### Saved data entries
-- -- --
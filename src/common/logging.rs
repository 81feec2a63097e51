//! Logging and tracing configuration

use tracing_subscriber::{fmt, layer::SubscriberExt, util::SubscriberInitExt, EnvFilter};

/// Initialize tracing for the CLI (stderr logging)
///
/// Logs are controlled by the `RUST_LOG` environment variable. Without it,
/// this crate logs at INFO (DEBUG with `verbose`) and dependencies at WARN.
pub fn init_cli(verbose: bool) {
    let filter = EnvFilter::try_from_default_env().unwrap_or_else(|_| {
        if verbose {
            EnvFilter::new("netharness=debug,info")
        } else {
            EnvFilter::new("netharness=info,warn")
        }
    });

    // try_init: integration tests may initialize more than once
    let _ = tracing_subscriber::registry()
        .with(filter)
        .with(
            fmt::layer()
                .with_writer(std::io::stderr)
                .with_target(false)
                .with_thread_ids(false)
                .with_file(false)
                .with_line_number(false)
                .compact(),
        )
        .try_init();
}
//! Configuration and report paths

use std::path::PathBuf;

/// Application name used for the platform config directory
const APP_NAME: &str = "netharness";

/// Default report file, relative to the working directory
pub const DEFAULT_REPORT: &str = "results.xml";

/// Get the configuration directory path
///
/// Uses the directories crate for platform-appropriate locations:
/// - Linux: `~/.config/netharness/`
pub fn config_dir() -> Option<PathBuf> {
    directories::ProjectDirs::from("", "", APP_NAME).map(|dirs| dirs.config_dir().to_path_buf())
}

/// Get the path to the configuration file
pub fn config_path() -> Option<PathBuf> {
    config_dir().map(|dir| dir.join("config.toml"))
}

#[cfg(test)]
mod tests {
    use super::*;

    #[test]
    fn test_config_path_is_toml() {
        if let Some(path) = config_path() {
            assert_eq!(path.file_name().unwrap(), "config.toml");
        }
    }
}
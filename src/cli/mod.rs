//! Command line interface
//!
//! Parses arguments, runs the selected scenarios and prints a summary. The
//! process exit status is the number of failed tests, capped at 255; 255 is
//! also used when the run could not be completed.

use std::path::PathBuf;

use clap::Parser;
use colored::Colorize;

use crate::common::config::Config;
use crate::common::paths::DEFAULT_REPORT;
use crate::common::{Error, Result};
use crate::harness::{IpPlatform, Runner};
use crate::report::{Report, ResultWriter};

/// Exit status for runs that did not complete
pub const EXIT_ABORTED: i32 = 255;

#[derive(Parser, Debug)]
#[command(name = "netharness", about = "Run network daemon test scenarios in a network namespace")]
#[command(version, long_about = None)]
pub struct Args {
    /// Path of the JUnit XML report
    #[arg(short, long, default_value = DEFAULT_REPORT)]
    pub output: PathBuf,

    /// Enable debug logging
    #[arg(short, long)]
    pub verbose: bool,

    /// Open a shell inside the namespace after each scenario is set up
    #[arg(short, long)]
    pub shell: bool,

    /// Configuration file (defaults to the user config directory)
    #[arg(short, long)]
    pub config: Option<PathBuf>,

    /// Directory containing the test_* scenario directories
    #[arg(long)]
    pub testcases: Option<PathBuf>,

    /// Scenarios to run, with or without the test_ prefix (default: all)
    pub scenarios: Vec<String>,
}

/// Run the harness and return the process exit status
pub async fn run(args: Args) -> i32 {
    let mut rw = match ResultWriter::new(Some(args.output.clone())) {
        Ok(rw) => rw,
        Err(e) => {
            eprintln!("{} {}", "Error:".red().bold(), e);
            return EXIT_ABORTED;
        }
    };

    if let Err(e) = execute(&args, &mut rw).await {
        return abort(&mut rw, &e);
    }

    if let Err(e) = rw.finish() {
        eprintln!("{} {}", "Error:".red().bold(), e);
        return EXIT_ABORTED;
    }

    print_summary(rw.report(), rw.path());
    exit_status(rw.failed_test_count())
}

async fn execute(args: &Args, rw: &mut ResultWriter) -> Result<()> {
    let mut config = Config::load(args.config.as_deref())?;
    if let Some(testcases) = &args.testcases {
        config.testcases = testcases.clone();
    }

    let runner = Runner::load(config)?;
    let selected = runner.select(&args.scenarios)?;
    if selected.is_empty() {
        tracing::warn!("No scenarios found in {}", runner.config().testcases.display());
        return Ok(());
    }

    let ip = runner.config().resolve_binary(&runner.config().binaries.ip)?;
    let platform = IpPlatform::new(ip);
    runner.run(&platform, rw, &selected, args.shell).await
}

/// Discard the report of a run that did not complete
fn abort(rw: &mut ResultWriter, error: &Error) -> i32 {
    // an incomplete report is worse than none
    rw.set_path(None);
    let _ = rw.finish();
    eprintln!("{} {}", "Error:".red().bold(), error);
    EXIT_ABORTED
}

fn print_summary(report: &Report, path: Option<&std::path::Path>) {
    let counts = report.counts;
    let failed = report.failed_tests();

    println!();
    if failed.is_empty() {
        println!(
            "{} {}",
            "✓".green().bold(),
            format!("All {} tests passed", counts.tests).green().bold()
        );
    } else {
        println!(
            "{} {} of {} tests failed ({} failures, {} errors)",
            "✗".red().bold(),
            failed.len(),
            counts.tests,
            counts.failures,
            counts.errors
        );
        for name in &failed {
            println!("  {} {}", "✗".red(), name);
        }
    }
    if let Some(path) = path {
        println!("  Report: {}", path.display().to_string().dimmed());
    }
}

fn exit_status(failed: u32) -> i32 {
    failed.min(EXIT_ABORTED as u32) as i32
}

#[cfg(test)]
mod tests {
    use super::*;

    #[test]
    fn test_exit_status_is_capped() {
        assert_eq!(exit_status(0), 0);
        assert_eq!(exit_status(3), 3);
        assert_eq!(exit_status(255), 255);
        assert_eq!(exit_status(1000), 255);
    }

    #[test]
    fn test_parse_arguments() {
        let args = Args::try_parse_from([
            "netharness",
            "-v",
            "-o",
            "out.xml",
            "--testcases",
            "cases",
            "static",
            "test_dhcp",
        ])
        .unwrap();
        assert!(args.verbose);
        assert!(!args.shell);
        assert_eq!(args.output, PathBuf::from("out.xml"));
        assert_eq!(args.testcases, Some(PathBuf::from("cases")));
        assert_eq!(args.scenarios, vec!["static", "test_dhcp"]);
    }

    #[test]
    fn test_interrupted_run_leaves_no_report() {
        let dir = tempfile::tempdir().unwrap();
        let path = dir.path().join("results.xml");
        let mut rw = ResultWriter::new(Some(path.clone())).unwrap();
        {
            let mut suite = rw.start_suite("alpha");
            let _test = suite.start_test("Teardown");
        }

        assert_eq!(abort(&mut rw, &Error::Interrupted), EXIT_ABORTED);
        drop(rw);
        assert!(!path.exists());
    }

    #[test]
    fn test_default_report_path() {
        let args = Args::try_parse_from(["netharness"]).unwrap();
        assert_eq!(args.output, PathBuf::from(DEFAULT_REPORT));
        assert!(args.scenarios.is_empty());
    }
}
-- -- --
Exactly as written, repeat each line from the beginning of the data above to the line containing "pub fn init_cli(verbose: bool)", inclusive.

filename src/common/logging.rs
repository 81feec2a63097e51
//! Logging and tracing configuration

use tracing_subscriber::{fmt, layer::SubscriberExt, util::SubscriberInitExt, EnvFilter};

/// Initialize tracing for the CLI (stderr logging)
///
/// Logs are controlled by the `RUST_LOG` environment variable. Without it,
/// this crate logs at INFO (DEBUG with `verbose`) and dependencies at WARN.
pub fn init_cli(verbose: bool) {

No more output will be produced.